This isn't high availability, but the cost is low and recovery is fast. You won't be chasing the source of truth and one failure won't bring multiple ecosystems down. You can predict your failure points and have a DR runbook or, better yet, automation to recover.

3. Data Management Solutions with NetApp: Cloud Volumes ONTAP and Cloud Sync

NetApp is a storage leader that has extended its data management solutions into the cloud with Cloud Volumes ONTAP.

If you are an existing NetApp customer, your on-premises appliances can sync with Cloud Volumes ONTAP using SnapMirror® data replication technology for file replication. The ONTAP instances can manage roughly 360TB each. Cloud Volumes ONTAP running on AWS also provides capabilities to launch highly available storage with zero data loss (RPO=0) and automatic failover.

This is an ideal situation for Azure or AWS high availability. You can use a Cloud Volumes ONTAP HA (high availability) pair as an active-active configuration in which both nodes serve data to clients, or as an active-passive configuration in which the passive node responds to data requests only if it has taken over storage for the active node.

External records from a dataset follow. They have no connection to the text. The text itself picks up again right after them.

impl GatewayClient {
    /// Create a client, loading the persisted session from `store`
    pub async fn new(
        config: GatewayConfig,
        discovery: Arc<dyn GatewayDiscovery>,
        store: Arc<dyn SessionStore>,
        handler: Arc<dyn MessageHandler>,
    ) -> Self {
        let session = store.load().await;
        if session.is_resumable() {
            tracing::info!(
                session_id = %session.session_id,
                sequence = session.sequence,
                "Loaded resumable session"
            );
        }

        Self {
            config,
            discovery,
            store,
            handler,
            control: Control::new(session.clone()),
            session,
        }
    }

    /// Handle for controlling the client once it runs
    pub fn handle(&self) -> GatewayHandle {
        GatewayHandle::new(Arc::clone(&self.control))
    }

    pub fn session(&self) -> &Session {
        &self.session
    }

    /// Run until [`GatewayHandle::shutdown`] is called.
    ///
    /// Every failure is recovered by reconnecting with a fresh session.
    pub async fn run(mut self) {
        let (frames, queue) = mpsc::unbounded_channel();
        let dispatcher = tokio::spawn(dispatch_frames(Arc::clone(&self.handler), queue));

        while !self.control.is_shutdown() {
            let Some(endpoint) = self.discover().await else {
                break;
            };

            match self.connect_and_serve(&endpoint, &frames).await {
                Teardown::Shutdown => break,
                Teardown::Reconnect(reason) => {
                    tracing::warn!(
                        reason = %reason,
                        session_id = %self.session.session_id,
                        sequence = self.session.sequence,
                        "Gateway connection lost, reconnecting with a fresh session"
                    );
                    self.invalidate_session().await;
                    self.set_state(ConnectionState::Disconnected);

                    if self.pause(self.config.reconnect_delay).await {
                        break;
                    }
                }
            }
        }

        self.set_state(ConnectionState::Disconnected);

        // Let the handler finish what was already received
        drop(frames);
        if let Err(e) = dispatcher.await {
            tracing::error!(error = %e, "Frame dispatcher failed");
        }

        tracing::info!(
            session_id = %self.session.session_id,
            sequence = self.session.sequence,
            "Gateway client stopped"
        );
    }

    /// Resolve an endpoint, retrying until it succeeds or shutdown is requested
    async fn discover(&self) -> Option<String> {
        self.set_state(ConnectionState::Connecting);

        let mut attempt: u32 = 0;
        loop {
            attempt = attempt.saturating_add(1);

            let result = tokio::select! {
                result = self.discovery.resolve() => result,
                () = self.control.shutdown_requested() => return None,
            };

            match result {
                Ok(endpoint) => {
                    tracing::debug!(endpoint = %endpoint, attempt, "Gateway endpoint resolved");
                    return Some(endpoint);
                }
                Err(e) => {
                    tracing::warn!(error = %e, attempt, "Gateway discovery failed, retrying");
                    if self.pause(self.config.discovery_retry_delay).await {
                        return None;
                    }
                }
            }
        }
    }

    async fn connect_and_serve(
        &mut self,
        endpoint: &str,
        frames: &mpsc::UnboundedSender<ApplicationFrame>,
    ) -> Teardown {
        let url = match connect_url(endpoint, &self.session, self.config.compress) {
            Ok(url) => url,
            Err(e) => return Teardown::Reconnect(DisconnectReason::ConnectFailed(e.to_string())),
        };

        let resuming = self.session.is_resumable();
        tracing::info!(
            session_id = %self.session.session_id,
            sequence = self.session.sequence,
            resuming,
            "Connecting to gateway"
        );

        let control = Arc::clone(&self.control);
        let connected = tokio::select! {
            result = connect_async(url.as_str()) => result,
            () = control.shutdown_requested() => return Teardown::Shutdown,
        };
        let (socket, _) = match connected {
            Ok(pair) => pair,
            Err(e) => return Teardown::Reconnect(DisconnectReason::ConnectFailed(e.to_string())),
        };

        let (mut sink, mut stream) = socket.split();
        self.set_state(ConnectionState::Open);
        tracing::info!("Gateway transport open");

        // Requests made while this connection was being set up are merged into it
        if self.control.discard_pending_reconnect() {
            tracing::debug!("Reconnect request merged into the new connection");
        }

        if resuming {
            if let Err(e) = send(&mut sink, &Envelope::resume(self.session.sequence)).await {
                return Teardown::Reconnect(DisconnectReason::SendFailed(e.to_string()));
            }
        }

        let mut link = Link::new(&self.config);
        link.heartbeat.start();

        let period = self.config.liveness_check_interval;
        let mut liveness = tokio::time::interval_at(Instant::now() + period, period);
        let reconnect = Arc::clone(&self.control.reconnect);

        let teardown = loop {
            tokio::select! {
                () = control.shutdown_requested() => break Teardown::Shutdown,

                () = reconnect.notified() => {
                    break Teardown::Reconnect(DisconnectReason::ReconnectRequested);
                }

                message = stream.next() => match message {
                    Some(Ok(message)) => {
                        if let Some(reason) = self.on_message(message, &mut link, frames).await {
                            break Teardown::Reconnect(reason);
                        }
                    }
                    Some(Err(e)) => {
                        break Teardown::Reconnect(DisconnectReason::TransportError {
                            during_handshake: !link.handshake_complete,
                            message: e.to_string(),
                        });
                    }
                    None => break Teardown::Reconnect(DisconnectReason::TransportClosed),
                },

                () = sleep_until_deadline(link.heartbeat.deadline()) => {
                    if link.closing {
                        link.heartbeat.cancel();
                        continue;
                    }

                    match link.heartbeat.on_timer(Instant::now()) {
                        HeartbeatAction::SendPing => {
                            tracing::trace!(
                                sequence = self.session.sequence,
                                outstanding = link.heartbeat.outstanding_retries(),
                                "Sending heartbeat"
                            );
                            if let Err(e) = send(&mut sink, &Envelope::ping(self.session.sequence)).await {
                                break Teardown::Reconnect(DisconnectReason::SendFailed(e.to_string()));
                            }
                        }
                        HeartbeatAction::Reconnect => {
                            break Teardown::Reconnect(DisconnectReason::HeartbeatTimeout);
                        }
                    }
                }

                _ = liveness.tick() => {
                    if link.closing {
                        break Teardown::Reconnect(DisconnectReason::LivenessCheckFailed);
                    }
                }
            }
        };

        link.heartbeat.cancel();
        self.set_state(ConnectionState::Closing);
        match tokio::time::timeout(CLOSE_TIMEOUT, sink.close()).await {
            Ok(Ok(())) => {}
            Ok(Err(e)) => tracing::debug!(error = %e, "Transport close failed"),
            Err(_) => tracing::debug!("Transport close timed out"),
        }

        teardown
    }

    async fn on_message(
        &mut self,
        message: Message,
        link: &mut Link,
        frames: &mpsc::UnboundedSender<ApplicationFrame>,
    ) -> Option<DisconnectReason> {
        if let Message::Close(frame) = &message {
            tracing::info!(frame = ?frame, "Gateway is closing the transport");
            link.closing = true;
            self.set_state(ConnectionState::Closing);
            return None;
        }

        match protocol::decode(&message) {
            Ok(Some(envelope)) => self.on_envelope(envelope, link, frames).await,
            Ok(None) => None,
            Err(e) => {
                tracing::warn!(error = %e, "Skipping undecodable frame");
                None
            }
        }
    }

    async fn on_envelope(
        &mut self,
        envelope: Envelope,
        link: &mut Link,
        frames: &mpsc::UnboundedSender<ApplicationFrame>,
    ) -> Option<DisconnectReason> {
        if !self.session.accept_sequence(envelope.sn) {
            tracing::debug!(
                sequence = envelope.sn,
                stored = self.session.sequence,
                signal = %envelope.s,
                "Dropping replayed frame"
            );
            return None;
        }

        let outcome = match envelope.s {
            Signal::Hello => match envelope.as_hello() {
                Some(hello) if hello.is_accepted() => {
                    if let Some(session_id) = hello.session_id {
                        self.session.set_session_id(session_id);
                    }
                    link.handshake_complete = true;
                    tracing::info!(session_id = %self.session.session_id, "Handshake accepted");
                    None
                }
                Some(hello) => {
                    tracing::warn!(code = hello.code, "Handshake rejected");
                    Some(DisconnectReason::HandshakeRejected(hello.code))
                }
                None => {
                    tracing::warn!(body = %envelope.d, "Unparseable handshake result");
                    None
                }
            },
            Signal::ResumeAck => {
                if let Some(session_id) = envelope.as_resume_ack().and_then(|ack| ack.session_id) {
                    self.session.set_session_id(session_id);
                }
                link.handshake_complete = true;
                tracing::info!(
                    session_id = %self.session.session_id,
                    sequence = self.session.sequence,
                    "Session resumed"
                );
                None
            }
            Signal::Pong => {
                link.heartbeat.on_ack(Instant::now());
                tracing::trace!("Heartbeat acknowledged");
                None
            }
            Signal::Reconnect => {
                tracing::warn!(body = %envelope.d, "Gateway demanded a reconnect");
                Some(DisconnectReason::ServerReconnect)
            }
            Signal::Message => {
                if frames.send(ApplicationFrame::from_envelope(envelope)).is_err() {
                    tracing::error!("Frame dispatcher is gone, dropping frame");
                }
                None
            }
            Signal::Ping | Signal::Resume => {
                tracing::warn!(signal = %envelope.s, "Ignoring client-only signal");
                None
            }
        };

        if outcome.is_none() {
            self.persist_session().await;
        }
        outcome
    }

    /// Forget the session so the next connection performs a clean handshake
    async fn invalidate_session(&mut self) {
        self.session.reset();
        self.persist_session().await;
    }

    async fn persist_session(&self) {
        if let Err(e) = self.store.save(&self.session).await {
            tracing::warn!(error = %e, "Failed to persist session");
        }
        self.control
            .status
            .send_modify(|status| status.session.clone_from(&self.session));
    }

    fn set_state(&self, state: ConnectionState) {
        self.control.status.send_if_modified(|status| {
            let changed = status.state != state;
            status.state = state;
            changed
        });
    }

    /// Sleep for `delay`; returns `true` if shutdown was requested meanwhile
    async fn pause(&self, delay: Duration) -> bool {
        tokio::select! {
            () = tokio::time::sleep(delay) => self.control.is_shutdown(),
            () = self.control.shutdown_requested() => true,
        }
    }
}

Unlike the native OS solutions, Cloud Volumes ONTAP can be customized to use a virtual endpoint that leverages routing to the ENIs to maintain availability and auto-healing on the file systems, in case of a catalog or replication issue. Take the pain out of chasing failures and syncing volumes and let it happen automatically.

Lastly, when you are ready to make the migration from standard file systems to block storage, NetApp’s Cloud Sync can take your existing data and migrate it to Amazon S3 for you.

There’s no need to set up lengthy and complicated multi-part upload/file hash checking scripts. It can convert files into objects, sync, save the directory hierarchy and file attributes, provide progress reports and continue to move files as you remain in an interim state, until you finally cut over.


The storage layer of your solution is often the most challenging to manage in the cloud-centric, DevOps world. It is stateful and requires careful design considerations, and you want to run through the cloud availability failure scenarios before they happen, because failures will happen.

When they do, the last thing you want is to be managing disparate data sources and trying to figure out what data is the right data, all under the gun, after the solution fails. This is why managing the source of truth is so critical to every piece of your solution. This is why you must double down on a vendor you can trust to ensure your data resiliency when expanding to the hybrid cloud or completely migrating.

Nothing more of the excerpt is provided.